> Prompt
Everything from the first line of the entries through the line containing "let now = Utc::now();" is to be retyped exactly, and nothing beyond it.

☆ ☆ ☆

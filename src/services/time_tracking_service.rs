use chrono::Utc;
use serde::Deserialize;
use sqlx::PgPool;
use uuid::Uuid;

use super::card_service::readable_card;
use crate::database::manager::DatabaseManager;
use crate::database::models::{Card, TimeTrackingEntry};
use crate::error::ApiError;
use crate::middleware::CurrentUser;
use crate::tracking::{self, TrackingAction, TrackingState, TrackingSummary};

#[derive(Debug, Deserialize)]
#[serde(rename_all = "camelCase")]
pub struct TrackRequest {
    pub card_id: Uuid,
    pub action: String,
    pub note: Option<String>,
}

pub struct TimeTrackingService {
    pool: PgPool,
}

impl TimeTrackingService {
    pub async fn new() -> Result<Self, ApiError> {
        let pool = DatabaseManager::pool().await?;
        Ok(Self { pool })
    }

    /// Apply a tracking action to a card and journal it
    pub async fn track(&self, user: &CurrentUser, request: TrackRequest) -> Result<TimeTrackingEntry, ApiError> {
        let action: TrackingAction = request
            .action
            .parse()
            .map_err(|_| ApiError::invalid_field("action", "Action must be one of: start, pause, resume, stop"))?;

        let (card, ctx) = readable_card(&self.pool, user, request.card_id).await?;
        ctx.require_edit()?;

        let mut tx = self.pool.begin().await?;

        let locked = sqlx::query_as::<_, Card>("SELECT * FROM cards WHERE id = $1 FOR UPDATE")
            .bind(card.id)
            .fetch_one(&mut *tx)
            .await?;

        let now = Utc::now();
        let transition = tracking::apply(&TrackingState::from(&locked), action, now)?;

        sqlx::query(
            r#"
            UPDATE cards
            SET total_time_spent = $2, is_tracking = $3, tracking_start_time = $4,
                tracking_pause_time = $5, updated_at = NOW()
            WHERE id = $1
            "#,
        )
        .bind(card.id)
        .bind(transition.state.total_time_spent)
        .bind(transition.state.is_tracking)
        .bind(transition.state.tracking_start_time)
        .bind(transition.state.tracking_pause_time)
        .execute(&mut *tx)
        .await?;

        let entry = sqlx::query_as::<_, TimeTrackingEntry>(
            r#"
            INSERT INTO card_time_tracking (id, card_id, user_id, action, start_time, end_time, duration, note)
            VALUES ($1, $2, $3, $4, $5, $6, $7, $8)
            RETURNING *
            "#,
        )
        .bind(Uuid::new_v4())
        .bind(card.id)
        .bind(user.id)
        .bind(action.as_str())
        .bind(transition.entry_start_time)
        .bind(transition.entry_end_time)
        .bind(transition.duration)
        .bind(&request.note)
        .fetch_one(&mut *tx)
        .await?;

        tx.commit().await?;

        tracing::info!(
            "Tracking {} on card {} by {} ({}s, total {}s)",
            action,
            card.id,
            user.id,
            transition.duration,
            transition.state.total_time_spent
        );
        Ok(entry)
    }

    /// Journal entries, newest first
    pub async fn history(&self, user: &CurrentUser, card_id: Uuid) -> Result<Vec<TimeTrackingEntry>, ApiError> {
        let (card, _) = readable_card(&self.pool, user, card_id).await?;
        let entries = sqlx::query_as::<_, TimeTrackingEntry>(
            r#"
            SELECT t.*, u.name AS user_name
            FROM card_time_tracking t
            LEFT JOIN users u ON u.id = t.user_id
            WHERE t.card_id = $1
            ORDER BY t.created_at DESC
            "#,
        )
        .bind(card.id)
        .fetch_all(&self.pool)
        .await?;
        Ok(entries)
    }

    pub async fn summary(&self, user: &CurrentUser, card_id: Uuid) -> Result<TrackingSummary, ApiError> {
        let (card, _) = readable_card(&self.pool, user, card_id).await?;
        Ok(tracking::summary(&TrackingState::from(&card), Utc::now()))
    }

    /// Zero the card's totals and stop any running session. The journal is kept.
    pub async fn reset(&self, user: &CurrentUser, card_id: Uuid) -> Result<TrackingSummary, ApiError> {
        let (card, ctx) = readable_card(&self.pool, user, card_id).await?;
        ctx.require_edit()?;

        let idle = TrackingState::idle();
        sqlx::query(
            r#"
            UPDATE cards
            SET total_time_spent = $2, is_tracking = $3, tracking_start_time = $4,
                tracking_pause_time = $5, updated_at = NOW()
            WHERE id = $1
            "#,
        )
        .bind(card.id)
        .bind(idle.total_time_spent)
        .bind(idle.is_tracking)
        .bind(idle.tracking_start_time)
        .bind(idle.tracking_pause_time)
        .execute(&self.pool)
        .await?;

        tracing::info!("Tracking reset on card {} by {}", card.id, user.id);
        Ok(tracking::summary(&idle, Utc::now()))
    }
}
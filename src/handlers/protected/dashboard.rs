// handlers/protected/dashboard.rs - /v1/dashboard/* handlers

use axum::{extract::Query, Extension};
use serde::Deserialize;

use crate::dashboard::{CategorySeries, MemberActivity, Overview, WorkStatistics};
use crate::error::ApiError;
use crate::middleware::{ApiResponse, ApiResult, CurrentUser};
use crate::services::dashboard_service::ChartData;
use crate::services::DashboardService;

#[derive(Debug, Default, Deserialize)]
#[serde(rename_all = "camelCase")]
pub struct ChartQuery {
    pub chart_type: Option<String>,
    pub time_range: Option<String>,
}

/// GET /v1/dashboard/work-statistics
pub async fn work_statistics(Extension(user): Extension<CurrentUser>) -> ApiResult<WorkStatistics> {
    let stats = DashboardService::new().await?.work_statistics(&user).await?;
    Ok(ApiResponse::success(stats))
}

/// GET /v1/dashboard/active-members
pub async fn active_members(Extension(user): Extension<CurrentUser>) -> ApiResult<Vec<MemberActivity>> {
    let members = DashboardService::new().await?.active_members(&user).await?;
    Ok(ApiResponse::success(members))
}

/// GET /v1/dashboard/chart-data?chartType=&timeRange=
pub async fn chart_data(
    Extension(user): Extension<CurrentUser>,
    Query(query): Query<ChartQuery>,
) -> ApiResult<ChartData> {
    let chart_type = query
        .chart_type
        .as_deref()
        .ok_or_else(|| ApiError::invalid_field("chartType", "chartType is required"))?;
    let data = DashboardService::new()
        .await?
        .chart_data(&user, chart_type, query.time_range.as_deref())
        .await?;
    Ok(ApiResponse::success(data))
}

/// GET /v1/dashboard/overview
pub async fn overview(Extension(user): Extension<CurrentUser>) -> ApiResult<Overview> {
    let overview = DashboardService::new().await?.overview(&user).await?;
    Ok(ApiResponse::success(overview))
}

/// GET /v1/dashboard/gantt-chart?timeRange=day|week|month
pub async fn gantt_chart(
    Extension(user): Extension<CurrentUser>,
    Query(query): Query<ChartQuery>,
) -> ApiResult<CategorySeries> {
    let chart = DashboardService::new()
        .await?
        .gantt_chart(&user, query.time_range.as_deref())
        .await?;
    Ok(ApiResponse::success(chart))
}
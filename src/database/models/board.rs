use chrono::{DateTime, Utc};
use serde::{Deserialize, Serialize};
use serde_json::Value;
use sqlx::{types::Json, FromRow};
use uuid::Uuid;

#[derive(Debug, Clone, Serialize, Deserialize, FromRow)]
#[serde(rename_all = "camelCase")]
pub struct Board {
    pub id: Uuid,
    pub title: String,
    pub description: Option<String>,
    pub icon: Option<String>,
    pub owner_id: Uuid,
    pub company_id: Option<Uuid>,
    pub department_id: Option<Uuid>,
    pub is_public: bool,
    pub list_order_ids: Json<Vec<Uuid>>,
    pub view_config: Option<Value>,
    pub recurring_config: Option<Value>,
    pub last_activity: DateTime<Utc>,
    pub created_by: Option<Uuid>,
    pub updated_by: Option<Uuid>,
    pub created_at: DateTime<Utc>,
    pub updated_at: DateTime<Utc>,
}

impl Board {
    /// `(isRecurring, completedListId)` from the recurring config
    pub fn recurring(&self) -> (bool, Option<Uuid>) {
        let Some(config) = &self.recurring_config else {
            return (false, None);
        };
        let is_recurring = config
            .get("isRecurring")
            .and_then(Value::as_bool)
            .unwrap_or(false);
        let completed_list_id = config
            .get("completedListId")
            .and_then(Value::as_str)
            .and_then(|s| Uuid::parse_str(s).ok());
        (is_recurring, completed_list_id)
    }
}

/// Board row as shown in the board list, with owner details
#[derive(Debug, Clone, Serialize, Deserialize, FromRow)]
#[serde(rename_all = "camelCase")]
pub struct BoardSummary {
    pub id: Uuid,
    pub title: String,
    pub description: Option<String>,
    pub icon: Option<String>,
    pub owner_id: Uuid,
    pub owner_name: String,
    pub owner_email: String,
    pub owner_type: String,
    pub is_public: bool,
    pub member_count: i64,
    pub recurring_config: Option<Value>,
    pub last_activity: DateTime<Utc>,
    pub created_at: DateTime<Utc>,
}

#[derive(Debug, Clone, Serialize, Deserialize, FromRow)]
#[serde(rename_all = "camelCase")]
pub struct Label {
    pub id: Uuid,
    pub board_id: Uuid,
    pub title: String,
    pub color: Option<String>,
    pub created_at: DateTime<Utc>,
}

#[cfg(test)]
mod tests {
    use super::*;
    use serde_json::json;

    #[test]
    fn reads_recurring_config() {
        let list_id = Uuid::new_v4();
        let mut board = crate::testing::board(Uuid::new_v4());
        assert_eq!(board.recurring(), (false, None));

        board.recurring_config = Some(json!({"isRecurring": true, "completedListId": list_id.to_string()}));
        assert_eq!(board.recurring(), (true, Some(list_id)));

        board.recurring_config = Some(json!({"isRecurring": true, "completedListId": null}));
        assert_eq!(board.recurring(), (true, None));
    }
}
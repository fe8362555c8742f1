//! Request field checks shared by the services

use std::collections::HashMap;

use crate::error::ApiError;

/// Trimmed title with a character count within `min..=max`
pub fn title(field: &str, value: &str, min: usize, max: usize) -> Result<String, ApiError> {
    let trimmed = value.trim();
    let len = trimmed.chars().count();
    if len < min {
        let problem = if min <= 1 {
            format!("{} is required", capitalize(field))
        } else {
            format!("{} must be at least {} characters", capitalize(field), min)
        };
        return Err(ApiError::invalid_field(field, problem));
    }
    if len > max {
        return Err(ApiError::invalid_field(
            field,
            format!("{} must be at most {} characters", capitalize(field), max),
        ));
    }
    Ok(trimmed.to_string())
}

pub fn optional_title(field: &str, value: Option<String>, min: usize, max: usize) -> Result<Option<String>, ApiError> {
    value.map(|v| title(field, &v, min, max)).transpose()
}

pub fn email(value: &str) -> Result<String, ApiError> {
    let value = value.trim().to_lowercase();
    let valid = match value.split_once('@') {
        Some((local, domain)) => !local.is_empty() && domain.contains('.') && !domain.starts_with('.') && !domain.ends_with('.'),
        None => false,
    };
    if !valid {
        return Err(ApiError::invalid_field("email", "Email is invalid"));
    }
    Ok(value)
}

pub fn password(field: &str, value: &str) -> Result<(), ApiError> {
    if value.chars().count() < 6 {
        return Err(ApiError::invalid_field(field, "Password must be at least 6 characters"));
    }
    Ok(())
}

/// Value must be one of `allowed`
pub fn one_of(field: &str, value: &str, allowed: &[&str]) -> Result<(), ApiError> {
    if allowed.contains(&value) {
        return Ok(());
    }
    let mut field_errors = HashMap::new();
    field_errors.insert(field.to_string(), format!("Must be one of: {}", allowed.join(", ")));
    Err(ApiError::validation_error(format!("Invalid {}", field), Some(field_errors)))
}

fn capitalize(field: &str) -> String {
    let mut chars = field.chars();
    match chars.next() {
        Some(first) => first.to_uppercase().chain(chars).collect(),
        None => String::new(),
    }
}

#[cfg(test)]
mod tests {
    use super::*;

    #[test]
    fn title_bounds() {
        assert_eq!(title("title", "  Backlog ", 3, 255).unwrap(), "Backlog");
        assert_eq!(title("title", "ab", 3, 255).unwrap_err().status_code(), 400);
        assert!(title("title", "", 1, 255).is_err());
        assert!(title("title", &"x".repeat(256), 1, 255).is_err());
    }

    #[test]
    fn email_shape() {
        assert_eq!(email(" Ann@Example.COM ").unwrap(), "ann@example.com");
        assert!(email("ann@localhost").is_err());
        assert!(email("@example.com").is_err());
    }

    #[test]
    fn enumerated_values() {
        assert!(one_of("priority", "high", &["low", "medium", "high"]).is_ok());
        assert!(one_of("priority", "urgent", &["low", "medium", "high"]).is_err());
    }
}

☆ ☆ ☆

> Your response
filename src/services/time_tracking_service.rs
use chrono::Utc;
use serde::Deserialize;
use sqlx::PgPool;
use uuid::Uuid;

use super::card_service::readable_card;
use crate::database::manager::DatabaseManager;
use crate::database::models::{Card, TimeTrackingEntry};
use crate::error::ApiError;
use crate::middleware::CurrentUser;
use crate::tracking::{self, TrackingAction, TrackingState, TrackingSummary};

#[derive(Debug, Deserialize)]
#[serde(rename_all = "camelCase")]
pub struct TrackRequest {
    pub card_id: Uuid,
    pub action: String,
    pub note: Option<String>,
}

pub struct TimeTrackingService {
    pool: PgPool,
}

impl TimeTrackingService {
    pub async fn new() -> Result<Self, ApiError> {
        let pool = DatabaseManager::pool().await?;
        Ok(Self { pool })
    }

    /// Apply a tracking action to a card and journal it
    pub async fn track(&self, user: &CurrentUser, request: TrackRequest) -> Result<TimeTrackingEntry, ApiError> {
        let action: TrackingAction = request
            .action
            .parse()
            .map_err(|_| ApiError::invalid_field("action", "Action must be one of: start, pause, resume, stop"))?;

        let (card, ctx) = readable_card(&self.pool, user, request.card_id).await?;
        ctx.require_edit()?;

        let mut tx = self.pool.begin().await?;

        let locked = sqlx::query_as::<_, Card>("SELECT * FROM cards WHERE id = $1 FOR UPDATE")
            .bind(card.id)
            .fetch_one(&mut *tx)
            .await?;

        let now = Utc::now();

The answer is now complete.